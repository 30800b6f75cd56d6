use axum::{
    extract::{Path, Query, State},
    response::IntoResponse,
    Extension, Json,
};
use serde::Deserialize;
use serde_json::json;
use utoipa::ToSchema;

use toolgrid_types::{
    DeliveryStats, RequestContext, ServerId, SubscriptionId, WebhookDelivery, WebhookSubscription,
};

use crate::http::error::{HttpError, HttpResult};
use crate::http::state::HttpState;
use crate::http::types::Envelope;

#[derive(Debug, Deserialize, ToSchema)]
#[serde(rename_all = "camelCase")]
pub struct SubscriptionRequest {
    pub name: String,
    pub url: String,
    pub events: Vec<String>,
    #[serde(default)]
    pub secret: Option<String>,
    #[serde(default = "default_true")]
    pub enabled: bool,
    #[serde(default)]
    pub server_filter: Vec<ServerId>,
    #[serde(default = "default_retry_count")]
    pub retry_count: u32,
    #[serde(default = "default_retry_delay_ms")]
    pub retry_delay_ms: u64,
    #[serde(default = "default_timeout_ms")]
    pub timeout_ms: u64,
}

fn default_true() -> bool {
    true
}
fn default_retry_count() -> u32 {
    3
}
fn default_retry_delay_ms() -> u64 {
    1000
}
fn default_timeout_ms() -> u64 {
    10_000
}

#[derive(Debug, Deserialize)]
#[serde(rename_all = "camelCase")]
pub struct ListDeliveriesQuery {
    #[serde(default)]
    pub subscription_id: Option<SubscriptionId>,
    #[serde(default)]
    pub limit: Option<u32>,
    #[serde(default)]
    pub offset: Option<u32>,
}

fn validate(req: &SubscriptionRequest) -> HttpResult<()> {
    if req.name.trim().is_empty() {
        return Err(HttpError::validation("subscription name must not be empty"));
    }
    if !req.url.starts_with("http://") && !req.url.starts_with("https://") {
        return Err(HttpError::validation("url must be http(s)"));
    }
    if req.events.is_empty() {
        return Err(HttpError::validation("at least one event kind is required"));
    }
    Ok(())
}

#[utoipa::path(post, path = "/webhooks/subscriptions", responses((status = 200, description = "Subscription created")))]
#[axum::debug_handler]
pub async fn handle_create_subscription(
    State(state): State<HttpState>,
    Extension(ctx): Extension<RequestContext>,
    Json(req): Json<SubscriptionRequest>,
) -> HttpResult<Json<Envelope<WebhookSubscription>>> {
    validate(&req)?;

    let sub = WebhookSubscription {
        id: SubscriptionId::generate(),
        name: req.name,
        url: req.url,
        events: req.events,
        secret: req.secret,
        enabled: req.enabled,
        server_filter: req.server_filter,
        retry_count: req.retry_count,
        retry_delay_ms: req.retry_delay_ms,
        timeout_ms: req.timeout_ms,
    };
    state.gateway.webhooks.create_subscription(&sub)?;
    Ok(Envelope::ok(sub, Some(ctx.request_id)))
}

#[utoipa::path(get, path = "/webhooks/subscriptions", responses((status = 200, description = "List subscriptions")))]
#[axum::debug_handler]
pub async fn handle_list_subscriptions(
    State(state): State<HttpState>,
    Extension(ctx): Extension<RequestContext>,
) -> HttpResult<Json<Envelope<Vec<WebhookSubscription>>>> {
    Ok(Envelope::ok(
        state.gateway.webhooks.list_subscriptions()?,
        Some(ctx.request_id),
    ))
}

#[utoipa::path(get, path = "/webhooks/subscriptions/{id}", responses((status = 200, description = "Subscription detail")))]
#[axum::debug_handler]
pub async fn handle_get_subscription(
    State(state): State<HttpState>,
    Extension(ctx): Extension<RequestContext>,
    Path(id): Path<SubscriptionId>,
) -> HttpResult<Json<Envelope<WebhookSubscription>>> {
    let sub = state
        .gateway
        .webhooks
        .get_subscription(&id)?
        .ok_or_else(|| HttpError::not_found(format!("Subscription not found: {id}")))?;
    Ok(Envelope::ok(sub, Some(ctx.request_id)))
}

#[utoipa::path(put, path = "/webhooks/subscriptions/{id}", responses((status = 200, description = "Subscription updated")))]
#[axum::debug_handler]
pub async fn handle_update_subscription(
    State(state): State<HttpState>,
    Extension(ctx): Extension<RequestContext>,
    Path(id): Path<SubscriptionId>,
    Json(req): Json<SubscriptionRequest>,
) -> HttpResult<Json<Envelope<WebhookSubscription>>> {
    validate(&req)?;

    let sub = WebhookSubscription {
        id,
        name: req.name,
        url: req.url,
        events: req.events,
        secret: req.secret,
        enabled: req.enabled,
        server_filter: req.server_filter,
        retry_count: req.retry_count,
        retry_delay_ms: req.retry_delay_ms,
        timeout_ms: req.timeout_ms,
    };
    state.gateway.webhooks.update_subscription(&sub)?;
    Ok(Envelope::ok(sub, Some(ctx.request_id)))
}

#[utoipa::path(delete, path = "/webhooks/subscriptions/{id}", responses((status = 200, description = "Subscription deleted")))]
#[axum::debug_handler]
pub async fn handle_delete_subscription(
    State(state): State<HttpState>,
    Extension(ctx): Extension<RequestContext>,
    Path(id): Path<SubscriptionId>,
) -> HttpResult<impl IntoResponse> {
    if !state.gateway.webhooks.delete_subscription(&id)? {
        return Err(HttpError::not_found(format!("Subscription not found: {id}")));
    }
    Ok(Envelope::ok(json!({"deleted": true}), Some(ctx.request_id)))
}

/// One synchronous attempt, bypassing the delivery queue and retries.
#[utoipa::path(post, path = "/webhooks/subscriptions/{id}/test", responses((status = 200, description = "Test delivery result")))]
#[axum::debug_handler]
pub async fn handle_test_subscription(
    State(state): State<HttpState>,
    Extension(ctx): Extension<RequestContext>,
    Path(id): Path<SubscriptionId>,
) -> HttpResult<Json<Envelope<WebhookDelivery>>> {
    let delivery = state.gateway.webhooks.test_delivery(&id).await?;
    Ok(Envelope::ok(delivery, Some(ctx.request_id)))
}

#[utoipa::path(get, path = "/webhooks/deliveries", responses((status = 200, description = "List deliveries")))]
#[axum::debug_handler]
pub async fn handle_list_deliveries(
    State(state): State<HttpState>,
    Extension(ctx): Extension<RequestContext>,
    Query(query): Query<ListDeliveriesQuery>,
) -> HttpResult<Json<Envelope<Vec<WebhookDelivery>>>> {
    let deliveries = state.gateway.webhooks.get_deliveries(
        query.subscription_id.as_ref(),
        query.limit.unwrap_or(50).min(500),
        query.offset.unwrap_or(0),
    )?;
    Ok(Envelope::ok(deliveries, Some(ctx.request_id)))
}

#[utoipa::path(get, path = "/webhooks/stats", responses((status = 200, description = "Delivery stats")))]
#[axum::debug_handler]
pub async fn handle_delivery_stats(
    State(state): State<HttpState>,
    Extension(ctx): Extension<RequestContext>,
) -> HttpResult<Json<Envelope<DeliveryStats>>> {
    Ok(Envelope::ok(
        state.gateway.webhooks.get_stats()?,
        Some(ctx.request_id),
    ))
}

Exercise goal: Scan the records above for the string "DeliveryStats", then select every line that holds it.

Task result:
    DeliveryStats, RequestContext, ServerId, SubscriptionId, WebhookDelivery, WebhookSubscription,
) -> HttpResult<Json<Envelope<DeliveryStats>>> {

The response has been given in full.